▶ Dataset entries
⟨
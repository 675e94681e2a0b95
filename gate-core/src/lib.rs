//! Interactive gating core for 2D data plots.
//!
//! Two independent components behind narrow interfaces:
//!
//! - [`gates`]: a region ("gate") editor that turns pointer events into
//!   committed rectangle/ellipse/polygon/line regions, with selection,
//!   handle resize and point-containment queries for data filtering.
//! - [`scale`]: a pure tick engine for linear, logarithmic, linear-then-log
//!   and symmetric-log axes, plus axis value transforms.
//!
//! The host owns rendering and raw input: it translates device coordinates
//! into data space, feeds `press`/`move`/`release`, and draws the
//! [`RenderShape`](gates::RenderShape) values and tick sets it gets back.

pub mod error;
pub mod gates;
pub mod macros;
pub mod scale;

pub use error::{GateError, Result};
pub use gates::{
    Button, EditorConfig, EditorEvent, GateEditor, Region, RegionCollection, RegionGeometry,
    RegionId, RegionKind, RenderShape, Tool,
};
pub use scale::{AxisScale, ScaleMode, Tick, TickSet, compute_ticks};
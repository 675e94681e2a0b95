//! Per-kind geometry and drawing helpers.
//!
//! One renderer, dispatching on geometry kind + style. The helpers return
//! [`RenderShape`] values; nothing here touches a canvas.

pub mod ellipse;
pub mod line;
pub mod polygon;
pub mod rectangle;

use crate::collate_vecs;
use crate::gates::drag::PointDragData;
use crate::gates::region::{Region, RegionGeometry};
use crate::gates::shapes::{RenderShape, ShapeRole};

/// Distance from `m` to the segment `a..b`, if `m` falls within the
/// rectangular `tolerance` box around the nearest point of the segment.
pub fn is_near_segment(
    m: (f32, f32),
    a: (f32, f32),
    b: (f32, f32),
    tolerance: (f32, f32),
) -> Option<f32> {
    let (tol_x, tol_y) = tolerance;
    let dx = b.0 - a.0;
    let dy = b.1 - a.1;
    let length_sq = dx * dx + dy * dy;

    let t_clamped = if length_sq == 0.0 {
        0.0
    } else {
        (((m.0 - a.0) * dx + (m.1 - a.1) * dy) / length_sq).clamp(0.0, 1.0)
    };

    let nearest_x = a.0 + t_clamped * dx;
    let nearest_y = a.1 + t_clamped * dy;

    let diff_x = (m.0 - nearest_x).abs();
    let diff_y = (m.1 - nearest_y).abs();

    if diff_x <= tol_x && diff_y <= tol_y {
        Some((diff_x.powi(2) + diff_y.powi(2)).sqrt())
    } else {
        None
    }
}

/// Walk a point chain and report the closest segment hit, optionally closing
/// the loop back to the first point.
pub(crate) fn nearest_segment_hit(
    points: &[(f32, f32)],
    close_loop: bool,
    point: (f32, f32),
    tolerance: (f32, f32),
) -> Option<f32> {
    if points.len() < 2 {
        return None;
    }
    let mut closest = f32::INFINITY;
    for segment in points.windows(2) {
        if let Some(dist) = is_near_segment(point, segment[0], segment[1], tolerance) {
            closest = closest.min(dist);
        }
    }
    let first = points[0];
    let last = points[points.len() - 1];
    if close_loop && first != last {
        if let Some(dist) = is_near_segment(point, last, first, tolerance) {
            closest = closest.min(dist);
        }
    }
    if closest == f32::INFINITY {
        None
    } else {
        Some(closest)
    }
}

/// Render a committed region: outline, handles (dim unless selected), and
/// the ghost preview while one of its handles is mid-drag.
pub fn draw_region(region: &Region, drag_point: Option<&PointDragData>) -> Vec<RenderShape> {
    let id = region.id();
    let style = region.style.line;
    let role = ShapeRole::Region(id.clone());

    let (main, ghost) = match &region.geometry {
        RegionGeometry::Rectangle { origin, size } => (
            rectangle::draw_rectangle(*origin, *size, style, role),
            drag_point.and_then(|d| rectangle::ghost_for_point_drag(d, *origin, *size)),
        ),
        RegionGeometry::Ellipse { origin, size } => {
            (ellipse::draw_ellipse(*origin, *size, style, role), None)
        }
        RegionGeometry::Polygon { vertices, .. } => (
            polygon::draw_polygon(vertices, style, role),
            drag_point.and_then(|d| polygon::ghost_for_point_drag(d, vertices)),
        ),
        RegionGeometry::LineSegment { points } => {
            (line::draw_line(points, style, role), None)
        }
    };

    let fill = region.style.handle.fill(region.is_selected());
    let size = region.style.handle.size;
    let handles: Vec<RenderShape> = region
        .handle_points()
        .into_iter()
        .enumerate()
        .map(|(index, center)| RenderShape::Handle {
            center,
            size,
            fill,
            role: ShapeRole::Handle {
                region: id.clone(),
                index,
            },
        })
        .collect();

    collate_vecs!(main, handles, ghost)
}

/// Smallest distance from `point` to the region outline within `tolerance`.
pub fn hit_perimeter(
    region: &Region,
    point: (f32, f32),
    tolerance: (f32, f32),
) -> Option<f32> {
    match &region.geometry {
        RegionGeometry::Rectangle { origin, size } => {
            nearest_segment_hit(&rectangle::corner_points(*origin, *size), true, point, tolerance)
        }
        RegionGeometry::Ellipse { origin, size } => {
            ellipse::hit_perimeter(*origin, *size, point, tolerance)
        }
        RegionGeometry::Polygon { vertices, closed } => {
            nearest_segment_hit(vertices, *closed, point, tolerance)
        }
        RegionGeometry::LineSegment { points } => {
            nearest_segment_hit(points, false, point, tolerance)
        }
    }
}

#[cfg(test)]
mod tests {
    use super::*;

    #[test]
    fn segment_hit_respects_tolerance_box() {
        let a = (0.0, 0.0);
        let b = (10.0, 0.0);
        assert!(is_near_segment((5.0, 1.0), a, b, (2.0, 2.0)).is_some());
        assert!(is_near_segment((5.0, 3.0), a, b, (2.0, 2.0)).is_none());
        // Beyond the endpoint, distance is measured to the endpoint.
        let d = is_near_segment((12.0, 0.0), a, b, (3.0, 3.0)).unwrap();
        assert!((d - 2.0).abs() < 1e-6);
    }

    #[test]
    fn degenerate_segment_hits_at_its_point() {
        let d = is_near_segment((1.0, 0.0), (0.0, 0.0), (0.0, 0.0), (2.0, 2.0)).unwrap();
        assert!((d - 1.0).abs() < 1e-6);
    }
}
⟩
⟨
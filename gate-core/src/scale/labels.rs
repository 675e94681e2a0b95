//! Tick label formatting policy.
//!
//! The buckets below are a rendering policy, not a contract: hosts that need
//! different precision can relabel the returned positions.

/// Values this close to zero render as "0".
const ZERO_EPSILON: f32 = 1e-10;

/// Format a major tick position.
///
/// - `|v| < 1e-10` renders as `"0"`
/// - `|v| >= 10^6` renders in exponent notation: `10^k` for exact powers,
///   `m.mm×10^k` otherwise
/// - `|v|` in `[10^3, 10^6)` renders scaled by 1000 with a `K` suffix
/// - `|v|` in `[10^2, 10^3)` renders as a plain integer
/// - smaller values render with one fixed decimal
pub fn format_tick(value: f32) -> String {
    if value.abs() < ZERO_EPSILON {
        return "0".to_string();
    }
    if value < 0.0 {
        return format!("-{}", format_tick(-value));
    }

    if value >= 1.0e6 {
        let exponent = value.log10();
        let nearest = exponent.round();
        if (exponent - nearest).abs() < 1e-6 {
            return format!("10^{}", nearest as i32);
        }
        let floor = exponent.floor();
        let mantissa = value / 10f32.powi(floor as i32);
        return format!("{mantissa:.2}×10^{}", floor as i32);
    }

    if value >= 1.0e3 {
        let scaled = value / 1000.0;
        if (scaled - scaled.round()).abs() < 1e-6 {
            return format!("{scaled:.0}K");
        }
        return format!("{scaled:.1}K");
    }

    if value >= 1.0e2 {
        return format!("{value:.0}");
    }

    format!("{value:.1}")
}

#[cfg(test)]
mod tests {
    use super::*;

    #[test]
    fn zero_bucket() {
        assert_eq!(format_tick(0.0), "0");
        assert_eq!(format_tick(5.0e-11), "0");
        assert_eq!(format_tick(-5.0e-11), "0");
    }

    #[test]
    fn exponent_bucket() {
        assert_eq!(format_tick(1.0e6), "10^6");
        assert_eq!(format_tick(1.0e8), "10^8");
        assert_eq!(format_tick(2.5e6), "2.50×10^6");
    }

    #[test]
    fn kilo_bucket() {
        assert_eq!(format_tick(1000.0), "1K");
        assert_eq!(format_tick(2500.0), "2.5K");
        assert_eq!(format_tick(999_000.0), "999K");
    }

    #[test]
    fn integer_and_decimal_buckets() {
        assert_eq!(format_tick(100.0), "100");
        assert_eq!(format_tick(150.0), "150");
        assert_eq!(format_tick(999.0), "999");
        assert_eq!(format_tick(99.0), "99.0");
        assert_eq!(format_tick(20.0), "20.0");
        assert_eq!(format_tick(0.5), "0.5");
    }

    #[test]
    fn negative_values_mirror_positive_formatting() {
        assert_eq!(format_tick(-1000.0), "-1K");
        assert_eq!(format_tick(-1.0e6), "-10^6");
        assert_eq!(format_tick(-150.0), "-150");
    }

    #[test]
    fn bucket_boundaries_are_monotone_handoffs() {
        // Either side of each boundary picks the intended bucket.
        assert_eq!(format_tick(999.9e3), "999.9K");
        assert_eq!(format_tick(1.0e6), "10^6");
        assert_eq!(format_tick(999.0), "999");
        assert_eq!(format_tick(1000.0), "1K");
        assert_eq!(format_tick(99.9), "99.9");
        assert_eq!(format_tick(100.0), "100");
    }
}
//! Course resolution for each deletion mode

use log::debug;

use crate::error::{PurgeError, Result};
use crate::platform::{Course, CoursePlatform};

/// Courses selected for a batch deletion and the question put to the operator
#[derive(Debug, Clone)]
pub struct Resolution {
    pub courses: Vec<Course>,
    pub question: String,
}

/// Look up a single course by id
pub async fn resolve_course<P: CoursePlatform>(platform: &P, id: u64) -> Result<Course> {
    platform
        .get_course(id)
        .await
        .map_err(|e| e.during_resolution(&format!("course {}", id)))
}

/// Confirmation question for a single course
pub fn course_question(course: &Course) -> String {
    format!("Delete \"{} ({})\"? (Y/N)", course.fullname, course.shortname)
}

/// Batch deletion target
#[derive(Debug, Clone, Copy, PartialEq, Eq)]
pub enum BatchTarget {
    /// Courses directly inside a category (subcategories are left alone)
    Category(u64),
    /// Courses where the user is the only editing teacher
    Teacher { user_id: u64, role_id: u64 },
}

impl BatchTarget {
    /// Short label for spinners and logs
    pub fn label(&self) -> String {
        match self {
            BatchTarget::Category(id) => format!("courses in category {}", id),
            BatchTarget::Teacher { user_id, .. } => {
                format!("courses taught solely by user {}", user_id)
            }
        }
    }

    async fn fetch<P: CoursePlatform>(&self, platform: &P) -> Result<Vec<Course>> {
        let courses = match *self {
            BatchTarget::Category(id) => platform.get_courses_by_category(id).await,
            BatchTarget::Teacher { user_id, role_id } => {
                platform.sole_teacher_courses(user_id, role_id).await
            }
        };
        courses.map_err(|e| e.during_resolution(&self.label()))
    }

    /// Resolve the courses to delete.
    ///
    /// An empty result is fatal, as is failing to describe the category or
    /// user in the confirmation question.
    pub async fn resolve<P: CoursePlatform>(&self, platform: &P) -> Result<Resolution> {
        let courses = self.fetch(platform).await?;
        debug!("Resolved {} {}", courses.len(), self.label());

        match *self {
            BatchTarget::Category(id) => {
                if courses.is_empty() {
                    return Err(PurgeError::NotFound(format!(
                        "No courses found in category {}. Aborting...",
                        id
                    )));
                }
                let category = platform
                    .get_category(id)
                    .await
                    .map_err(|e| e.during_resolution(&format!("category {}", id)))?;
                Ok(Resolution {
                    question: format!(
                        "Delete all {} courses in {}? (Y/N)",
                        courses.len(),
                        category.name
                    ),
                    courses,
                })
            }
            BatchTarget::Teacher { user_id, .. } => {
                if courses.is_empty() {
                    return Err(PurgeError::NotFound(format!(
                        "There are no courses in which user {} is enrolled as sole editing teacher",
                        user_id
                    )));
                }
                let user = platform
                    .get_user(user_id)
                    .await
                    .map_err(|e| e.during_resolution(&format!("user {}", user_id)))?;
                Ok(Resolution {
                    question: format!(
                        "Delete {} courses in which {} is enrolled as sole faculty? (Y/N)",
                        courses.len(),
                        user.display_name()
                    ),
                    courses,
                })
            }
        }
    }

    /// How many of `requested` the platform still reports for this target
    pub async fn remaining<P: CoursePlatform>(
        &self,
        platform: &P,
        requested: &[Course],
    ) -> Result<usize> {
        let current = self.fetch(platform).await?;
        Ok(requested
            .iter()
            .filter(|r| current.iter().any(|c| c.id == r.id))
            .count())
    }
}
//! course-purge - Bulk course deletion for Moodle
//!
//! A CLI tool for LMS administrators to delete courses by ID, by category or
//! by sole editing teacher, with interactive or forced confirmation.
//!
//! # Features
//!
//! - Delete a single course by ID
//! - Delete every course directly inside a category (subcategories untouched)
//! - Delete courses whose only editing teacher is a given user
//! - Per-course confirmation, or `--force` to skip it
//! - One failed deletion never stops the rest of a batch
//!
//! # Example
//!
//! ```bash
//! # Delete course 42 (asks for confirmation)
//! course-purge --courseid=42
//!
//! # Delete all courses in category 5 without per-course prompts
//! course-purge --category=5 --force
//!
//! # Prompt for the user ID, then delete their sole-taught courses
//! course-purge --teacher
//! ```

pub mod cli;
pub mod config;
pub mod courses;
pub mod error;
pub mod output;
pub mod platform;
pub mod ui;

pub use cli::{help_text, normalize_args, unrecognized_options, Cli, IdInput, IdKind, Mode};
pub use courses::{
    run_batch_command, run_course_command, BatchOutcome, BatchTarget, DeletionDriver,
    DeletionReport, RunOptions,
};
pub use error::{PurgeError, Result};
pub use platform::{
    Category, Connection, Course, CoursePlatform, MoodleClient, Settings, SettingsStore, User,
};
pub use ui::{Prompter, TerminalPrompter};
⟩
▶ EXERCISE DIRECTIONS
Which lines above contain the word "vertices"? Copy all of them.

▶ OUTPUT OF THE EXERCISE
        RegionGeometry::Polygon { vertices, .. } => (
            polygon::draw_polygon(vertices, style, role),
            drag_point.and_then(|d| polygon::ghost_for_point_drag(d, vertices)),
        RegionGeometry::Polygon { vertices, closed } => {
            nearest_segment_hit(vertices, *closed, point, tolerance)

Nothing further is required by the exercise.